Do Attribution Circuits Generalize?
Overview
Attribution graphs are the field's emerging standard for explaining transformer behavior, but they've only ever been validated in-sample: a graph is tested on the same prompt it was built from. This project asks whether circuits derived from attribution graphs actually generalize to held-out prompts, using Indirect Object Identification (IOI) in GPT-2 small as a testbed.
Key Findings
A five-dimension evaluation protocol (causal direction, cross-prompt stability, paraphrase transfer, cross-task specificity, and quantitative calibration) is run across three mechanistically distinct intervention regimes:
- Replacing all 12 MLP layers with pretrained transcoder approximations compounds approximation error into a 5.6-logit displacement of task signal, inverting the sufficiency metric and making generalization unmeasurable.
- Restricting transcoder replacement to the single most-attributed layer repairs this precondition and reveals a genuine negative result: the consensus MLP feature set transfers to held-out paraphrases with mean sufficiency of just 0.007, while achieving the best attribution-to-effect calibration of any regime tested (Spearman ρ = 0.483).

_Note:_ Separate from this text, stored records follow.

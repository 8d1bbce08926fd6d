use chrono::{DateTime, Utc};

use crate::models::Recommendations;

/// Stamps every recommended item with `last_recommended_at = now`
///
/// Works on the owned output copies only. Persisting the stamps back into
/// the catalog is the caller's job.
pub fn stamp_recommended(recommendations: Recommendations, now: DateTime<Utc>) -> Recommendations {
    recommendations.map_items(|item| item.with_last_recommended_at(Some(now)))
}
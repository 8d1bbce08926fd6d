use serde::Deserialize;

/// Application configuration loaded from environment variables
#[derive(Debug, Deserialize, Clone)]
pub struct Config {
    /// Server host address
    #[serde(default = "default_host")]
    pub host: String,

    /// Server port
    #[serde(default = "default_port")]
    pub port: u16,

    /// Optional JSON file of catalog items loaded at startup
    #[serde(default)]
    pub catalog_path: Option<String>,
}

fn default_host() -> String {
    "127.0.0.1".to_string()
}

fn default_port() -> u16 {
    3000
}

impl Config {
    /// Load configuration from environment variables
    pub fn from_env() -> anyhow::Result<Self> {
        dotenvy::dotenv().ok();
        envy::from_env::<Config>().map_err(|e| anyhow::anyhow!("Failed to load config: {}", e))
    }

    /// Address the server listens on
    pub fn bind_address(&self) -> String {
        format!("{}:{}", self.host, self.port)
    }
}

#[cfg(test)]
mod tests {
    use super::*;

    #[test]
    fn test_defaults_from_empty_environment() {
        let config: Config = envy::from_iter(Vec::<(String, String)>::new()).unwrap();
        assert_eq!(config.host, "127.0.0.1");
        assert_eq!(config.port, 3000);
        assert!(config.catalog_path.is_none());
        assert_eq!(config.bind_address(), "127.0.0.1:3000");
    }

    #[test]
    fn test_overrides() {
        let vars = vec![
            ("PORT".to_string(), "8080".to_string()),
            ("CATALOG_PATH".to_string(), "/data/catalog.json".to_string()),
        ];
        let config: Config = envy::from_iter(vars).unwrap();
        assert_eq!(config.port, 8080);
        assert_eq!(config.catalog_path.as_deref(), Some("/data/catalog.json"));
    }
}
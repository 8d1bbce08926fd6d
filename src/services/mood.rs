use std::collections::{BTreeSet, HashMap};

/// Genres, summary keywords and conflicting genres associated with a mood
#[derive(Debug, Clone, PartialEq)]
pub struct MoodDefinition {
    pub genres: BTreeSet<String>,
    /// Substrings matched case-insensitively against item summaries
    pub keywords: Vec<String>,
    pub conflicting_genres: BTreeSet<String>,
}

impl MoodDefinition {
    fn new(genres: &[&str], keywords: &[&str], conflicting_genres: &[&str]) -> Self {
        Self {
            genres: genres.iter().map(|g| g.to_string()).collect(),
            keywords: keywords.iter().map(|k| k.to_string()).collect(),
            conflicting_genres: conflicting_genres.iter().map(|g| g.to_string()).collect(),
        }
    }

    /// Whether any keyword occurs in `summary` (already lowercased)
    pub fn matches_summary(&self, summary: &str) -> bool {
        self.keywords.iter().any(|k| summary.contains(k.as_str()))
    }

    pub fn conflicts_with(&self, genres: &BTreeSet<String>) -> bool {
        !self.conflicting_genres.is_disjoint(genres)
    }
}

/// Immutable mood tag → definition table
///
/// Built once at startup and shared by reference. Lookups of unknown tags
/// return `None` so clients can send tags the server does not know yet.
#[derive(Debug, Clone)]
pub struct MoodTaxonomy {
    moods: HashMap<String, MoodDefinition>,
}

impl Default for MoodTaxonomy {
    fn default() -> Self {
        Self::standard()
    }
}

impl MoodTaxonomy {
    /// The four canonical moods offered by the client
    pub fn standard() -> Self {
        let mut moods = HashMap::new();
        moods.insert(
            "light_funny".to_string(),
            MoodDefinition::new(
                &["comedy", "family", "animation"],
                &[
                    "funny", "witty", "light", "humor", "hilarious", "feel-good", "uplifting",
                    "charming", "quirky",
                ],
                &["horror", "thriller", "war"],
            ),
        );
        moods.insert(
            "intense".to_string(),
            MoodDefinition::new(
                &["action", "thriller", "crime", "war"],
                &[
                    "intense", "gripping", "suspense", "adrenaline", "high-stakes", "explosive",
                    "danger", "chase", "battle",
                ],
                &["animation", "family", "comedy"],
            ),
        );
        moods.insert(
            "emotional".to_string(),
            MoodDefinition::new(
                &["drama", "romance"],
                &[
                    "emotional", "heartfelt", "poignant", "tearjerker", "moving", "touching",
                    "love", "relationship", "loss",
                ],
                &["action", "war", "horror"],
            ),
        );
        moods.insert(
            "dramatic".to_string(),
            MoodDefinition::new(
                &["mystery", "history", "music", "fantasy", "science fiction"],
                &[
                    "dramatic", "twist", "mystery", "historical", "epic", "musical",
                    "fantastical", "sci-fi", "imaginative", "legendary",
                ],
                &["animation", "family", "comedy"],
            ),
        );
        Self { moods }
    }

    /// Builds a taxonomy from arbitrary definitions
    pub fn from_definitions<I>(definitions: I) -> Self
    where
        I: IntoIterator<Item = (String, MoodDefinition)>,
    {
        Self {
            moods: definitions.into_iter().collect(),
        }
    }

    pub fn get(&self, tag: &str) -> Option<&MoodDefinition> {
        self.moods.get(tag)
    }

    /// Known definitions for the given tags, unknown tags skipped
    pub fn resolve<'a, I>(&'a self, tags: I) -> Vec<&'a MoodDefinition>
    where
        I: IntoIterator<Item = &'a String>,
    {
        tags.into_iter().filter_map(|tag| self.get(tag)).collect()
    }

    pub fn len(&self) -> usize {
        self.moods.len()
    }

    pub fn is_empty(&self) -> bool {
        self.moods.is_empty()
    }
}

#[cfg(test)]
mod tests {
    use super::*;

    #[test]
    fn test_standard_has_four_moods() {
        let taxonomy = MoodTaxonomy::standard();
        assert_eq!(taxonomy.len(), 4);
        for tag in ["light_funny", "intense", "emotional", "dramatic"] {
            let mood = taxonomy.get(tag).unwrap();
            assert!(!mood.genres.is_empty());
            assert!(!mood.keywords.is_empty());
            assert!(!mood.conflicting_genres.is_empty());
        }
    }

    #[test]
    fn test_unknown_tag_is_ignored() {
        let taxonomy = MoodTaxonomy::standard();
        let tags = vec!["cozy".to_string(), "intense".to_string()];
        let resolved = taxonomy.resolve(&tags);
        assert_eq!(resolved.len(), 1);
        assert!(resolved[0].genres.contains("thriller"));
    }

    #[test]
    fn test_matches_summary() {
        let taxonomy = MoodTaxonomy::standard();
        let light = taxonomy.get("light_funny").unwrap();
        assert!(light.matches_summary("a quirky road trip"));
        assert!(!light.matches_summary("a bleak siege"));
    }

    #[test]
    fn test_conflicts_with() {
        let taxonomy = MoodTaxonomy::standard();
        let emotional = taxonomy.get("emotional").unwrap();
        let genres: BTreeSet<String> = ["war".to_string(), "drama".to_string()].into();
        assert!(emotional.conflicts_with(&genres));
    }
}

- Switching to exact hook-based ablation on attention heads yields the opposite result: a 37-head consensus circuit transfers to held-out paraphrase prompts with mean sufficiency 1.196 (versus 0.049 for a random baseline), confirming the attributed heads are causally sufficient and generalize across surface-form variation.
Together, the three regimes separate three previously conflated questions: is the measurement valid, does this component class carry the mechanism, and does attribution calibrate to effect size. The result is a design principle for causal interpretability experiments: an intervention framework must preserve task signal as a verifiable precondition before causal generalization can be meaningfully measured.